Thilo Sarrazin legt nach. Vielleicht will er seine Gattin Ursula unterstützen, die als Grundschullehrerin wegen ihrer Erziehungsmethoden in Verruf geraten ist. Er lobt Chinas strenges Bildungssystem, wo Kinder mit harten Methoden auf Erfolg programmiert werden. Man solle sich die positiven Effekte ansehen, empfiehlt er und hält wohl die deutschen Schulen immer noch für Horte der Kuschelpädagogik. Ist Ursula Sarrazin also der Fels in der kuschelpädagogischen Brandung? Können nur an Frau Sarrazins Wesen deutsche Kinder genesen?
Ursula Sarrazin als pädagogisches Vorbild?
Viele halten sie genau dafür nicht, stigmatisieren sie als schreckliche Lehrerin, die angeblich schon 2001 einer Schülerin mit einer Blockflöte über den Kopf geschlagen habe. Allerdings trug sie in manchen Interviews entscheidend zu dieser Charakterisierung bei, gab sich markig und unerbittlich, als bewerbe sie sich um eine Aufnahme im Schwarzbuch für Pädagogik. Letztlich ist ihr Handeln in der Schule nur schwer zu bewerten. Sie selbst hält sich für konsequent und klar und sieht sich als Opfer einer Medienkampagne, die eigentlich ihren Mann Thilo meine. Ob sie tatsächlich in der Schule zu weit gegangen ist, lässt sich nicht einfach herausfinden.
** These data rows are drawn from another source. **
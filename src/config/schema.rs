//! Configuration schema definitions.
//!
//! This module defines the complete configuration structure for the gateway.
//! All types derive Serde traits for deserialization from config files.

use serde::{Deserialize, Serialize};

/// Placeholder bearer secret shipped in the defaults.
pub const PLACEHOLDER_AUTH_TOKEN: &str = "CHANGE_ME_IN_PRODUCTION";

/// Root configuration for the gateway.
#[derive(Debug, Clone, Deserialize, Serialize, Default)]
#[serde(default)]
pub struct GatewayConfig {
    /// Listener configuration (bind address, TLS).
    pub listener: ListenerConfig,

    /// Timeout configuration.
    pub timeouts: TimeoutConfig,

    /// Admission and authentication settings.
    pub security: SecurityConfig,

    /// Generative-API relay settings.
    pub proxy: UpstreamProxyConfig,

    /// Forum scraper settings.
    pub scraper: ScraperConfig,

    /// Speech route settings.
    pub tts: TtsConfig,

    /// Observability settings.
    pub observability: ObservabilityConfig,
}

/// Listener configuration.
#[derive(Debug, Clone, Deserialize, Serialize)]
#[serde(default)]
pub struct ListenerConfig {
    /// Bind address (e.g., "0.0.0.0:8443").
    pub bind_address: String,

    /// Optional TLS configuration.
    pub tls: Option<TlsConfig>,
}

impl Default for ListenerConfig {
    fn default() -> Self {
        Self {
            bind_address: "0.0.0.0:8443".to_string(),
            tls: None,
        }
    }
}

/// TLS configuration for the listener.
#[derive(Debug, Clone, Deserialize, Serialize)]
pub struct TlsConfig {
    /// Path to certificate file (PEM).
    pub cert_path: String,

    /// Path to private key file (PEM).
    pub key_path: String,
}

/// Timeout configuration for inbound requests.
#[derive(Debug, Clone, Deserialize, Serialize)]
#[serde(default)]
pub struct TimeoutConfig {
    /// Upper bound on producing a response, in seconds.
    ///
    /// Bounds a scrape job as a whole. Streamed relay bodies are not cut
    /// off by this once the response head has been sent.
    pub request_secs: u64,
}

impl Default for TimeoutConfig {
    fn default() -> Self {
        Self { request_secs: 300 }
    }
}

/// Admission filter and authenticator configuration.
#[derive(Debug, Clone, Deserialize, Serialize)]
#[serde(default)]
pub struct SecurityConfig {
    /// Shared bearer secret for protected routes.
    pub auth_token: String,

    /// CIDR ranges admitted by the filter.
    pub allowed_ranges: Vec<String>,

    /// Admit 127.0.0.1 for local testing.
    pub allow_loopback: bool,

    /// Paths that bypass the address check entirely.
    pub exempt_paths: Vec<String>,

    /// Take the client address from this header instead of the TCP peer.
    pub peer_address_header: Option<String>,

    /// Maximum request body size in bytes.
    pub max_body_size: usize,
}

impl Default for SecurityConfig {
    fn default() -> Self {
        Self {
            // WARNING: This is a placeholder! Change this in production.
            auth_token: PLACEHOLDER_AUTH_TOKEN.to_string(),
            allowed_ranges: cloudflare_ranges(),
            allow_loopback: true,
            exempt_paths: vec!["/robots.txt".to_string()],
            peer_address_header: None,
            max_body_size: 2 * 1024 * 1024, // 2MB
        }
    }
}

/// Published Cloudflare edge ranges.
pub fn cloudflare_ranges() -> Vec<String> {
    [
        "173.245.48.0/20",
        "103.21.244.0/22",
        "103.22.200.0/22",
        "103.31.4.0/22",
        "141.101.64.0/18",
        "108.162.192.0/18",
        "190.93.240.0/20",
        "188.114.96.0/20",
        "197.234.240.0/22",
        "198.41.128.0/17",
        "162.158.0.0/15",
        "104.16.0.0/13",
        "104.24.0.0/14",
        "172.64.0.0/13",
        "131.0.72.0/22",
        "2400:cb00::/32",
        "2606:4700::/32",
        "2803:f800::/32",
        "2405:b500::/32",
        "2405:8100::/32",
        "2a06:98c0::/29",
        "2c0f:f248::/32",
    ]
    .iter()
    .map(|s| s.to_string())
    .collect()
}

/// Generative-API relay configuration.
#[derive(Debug, Clone, Deserialize, Serialize)]
#[serde(default)]
pub struct UpstreamProxyConfig {
    /// Upstream URL template; `{model}` is replaced by the caller's model id.
    pub upstream_url: String,

    /// Header carrying the caller-supplied upstream key.
    pub api_key_header: String,

    /// Upstream connect timeout, and the longest gap allowed between reads,
    /// in seconds. A relay that keeps producing chunks is never cut off.
    pub timeout_secs: u64,
}

impl Default for UpstreamProxyConfig {
    fn default() -> Self {
        Self {
            upstream_url:
                "https://generativelanguage.googleapis.com/v1beta/models/{model}:generateContent"
                    .to_string(),
            api_key_header: "x-goog-api-key".to_string(),
            timeout_secs: 120,
        }
    }
}

/// Forum scraper configuration.
#[derive(Debug, Clone, Deserialize, Serialize)]
#[serde(default)]
pub struct ScraperConfig {
    /// Origin used to resolve relative avatar URLs.
    pub origin: String,

    /// Query parameter selecting a comment page.
    pub page_param: String,

    /// Pause after each page fetch, in milliseconds.
    pub pace_ms: u64,

    /// Per-fetch timeout in seconds.
    pub page_timeout_secs: u64,

    /// Upper bound on comment pages fetched for one article.
    pub max_pages: u32,

    pub user_agent: String,
    pub accept: String,
    pub accept_language: String,
}

impl Default for ScraperConfig {
    fn default() -> Self {
        Self {
            origin: "https://www.0db.co.kr".to_string(),
            page_param: "cpage".to_string(),
            pace_ms: 200,
            page_timeout_secs: 30,
            max_pages: 500,
            user_agent: "Mozilla/5.0 (Windows NT 10.0; Win64; x64) AppleWebKit/537.36 (KHTML, like Gecko) Chrome/91.0.4472.124 Safari/537.36".to_string(),
            accept: "text/html,application/xhtml+xml,application/xml;q=0.9,image/webp,image/apng,*/*;q=0.8".to_string(),
            accept_language: "en-US,en;q=0.9,ko;q=0.8".to_string(),
        }
    }
}

/// Speech route configuration.
#[derive(Debug, Clone, Deserialize, Serialize)]
#[serde(default)]
pub struct TtsConfig {
    /// Transcoder executable.
    pub transcoder_program: String,

    /// Arguments; the transcoder must read WAV on stdin and write to stdout.
    pub transcoder_args: Vec<String>,

    /// Content type of the transcoder output.
    pub content_type: String,
}

impl Default for TtsConfig {
    fn default() -> Self {
        Self {
            transcoder_program: "ffmpeg".to_string(),
            transcoder_args: ["-i", "pipe:0", "-f", "mp3", "-b:a", "320k", "pipe:1"]
                .iter()
                .map(|s| s.to_string())
                .collect(),
            content_type: "audio/mpeg".to_string(),
        }
    }
}

/// Log output format.
#[derive(Debug, Clone, Copy, Deserialize, Serialize, PartialEq, Eq, Default)]
#[serde(rename_all = "lowercase")]
pub enum LogFormat {
    #[default]
    Pretty,
    Json,
}

/// Observability configuration.
#[derive(Debug, Clone, Deserialize, Serialize)]
#[serde(default)]
pub struct ObservabilityConfig {
    /// Log level (trace, debug, info, warn, error).
    pub log_level: String,

    /// Log output format.
    pub log_format: LogFormat,

    /// Enable metrics endpoint.
    pub metrics_enabled: bool,

    /// Metrics endpoint bind address.
    pub metrics_address: String,
}

impl Default for ObservabilityConfig {
    fn default() -> Self {
        Self {
            log_level: "info".to_string(),
            log_format: LogFormat::Pretty,
            metrics_enabled: false,
            metrics_address: "127.0.0.1:9090".to_string(),
        }
    }
}

#[cfg(test)]
mod tests {
    use super::*;

    #[test]
    fn minimal_toml_uses_defaults() {
        let config: GatewayConfig = toml::from_str(
            r#"
            [security]
            auth_token = "s3cret"
            "#,
        )
        .unwrap();

        assert_eq!(config.security.auth_token, "s3cret");
        assert_eq!(config.security.allowed_ranges.len(), 22);
        assert_eq!(config.security.exempt_paths, vec!["/robots.txt"]);
        assert_eq!(config.proxy.timeout_secs, 120);
        assert_eq!(config.scraper.pace_ms, 200);
        assert_eq!(config.scraper.max_pages, 500);
        assert_eq!(config.observability.log_format, LogFormat::Pretty);
    }

    #[test]
    fn log_format_parses_lowercase() {
        let config: GatewayConfig = toml::from_str(
            r#"
            [observability]
            log_format = "json"
            "#,
        )
        .unwrap();
        assert_eq!(config.observability.log_format, LogFormat::Json);
    }
}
Aber eine erneute öffentliche Debatte über die Bedeutung von Autorität in der Schule hat sie allemal losgetreten.
Die Debatte um Autorität in der Pädagogik ist alt
Die letzte hatte Bernhard Bueb, der ehemalige Leiter der Internatsschule Salem im Jahre 2006 mit seinem Bestseller „Lob der Disziplin“, eröffnet. Mittlerweile befindet sich bereits die 6. Auflage auf dem Markt, auch wenn Bueb selbst nicht mehr so häufig in der Öffentlichkeit zu hören ist. Für den Hinweis eines Hörfunkjournalisten, wonach Buebs Buch, würde man nur wenige Passagen streichen, auch als das bildungspolitische Programm der NPD gelesen werden könne, dafür trage der Autor selbst die Verantwortung, meinte der Schriftsteller Matthias Altenburg in einem kritischen Beitrag für die Zeit. Und weiter: "Wenn er sagt, die Nationalsozialisten seien Meister der Gemeinschaftserziehung gewesen, das dürfe man nicht verschweigen und zudem behaupte, Gehorsam habe in den letzten vierzig Jahren jedes Ansehen in der Pädagogik verloren, aber nicht in der Armee, dann, so Altenburg, seien Vorwürfe über eine geistige Nähe zur NPD nicht verwunderlich.
Autorität bedeutet Vertrauen
Ein wenig scheint sich die Schärfe der Debatte jedoch gelegt zu haben. Es werden ruhigere Stimmen laut. So bezieht der in Basel lehrende Pädagogikprofessor Roland Reichenbach wohltuend sachlich Position. In seinem demnächst erscheinenden Werk "Pädagogische Autorität" interpretiert er Autorität in der Pädagogik vor allem als Vertrauen. Lehrern mit Autorität folgten ihre Schüler freiwillig, ganz entscheidend seien dafür menschliche Qualitäten und ein solider Wissens - und Erfahrungsvorsprung. Reichenbach sieht einen deutlichen Unterschied zwischen einem autoritären Lehrer und einem Lehrer mit Autorität. Zugespitzt könne man es so formulieren, meint er. „Eine autoritäre Lehrperson besitzt keine Autorität oder hat sie verloren, während eine Lehrperson, der Autorität zuerkannt wird, kein autoritäres Verhalten braucht. Denn der Schüler ist mal mehr und mal weniger bereit sich führen und anleiten zu lassen. Eine so verstandene Autorität erwirbt ein Lehrer nur sehr begrenzt durch Amt oder Alter, vielmehr muss er sie immer wieder neu gewinnen."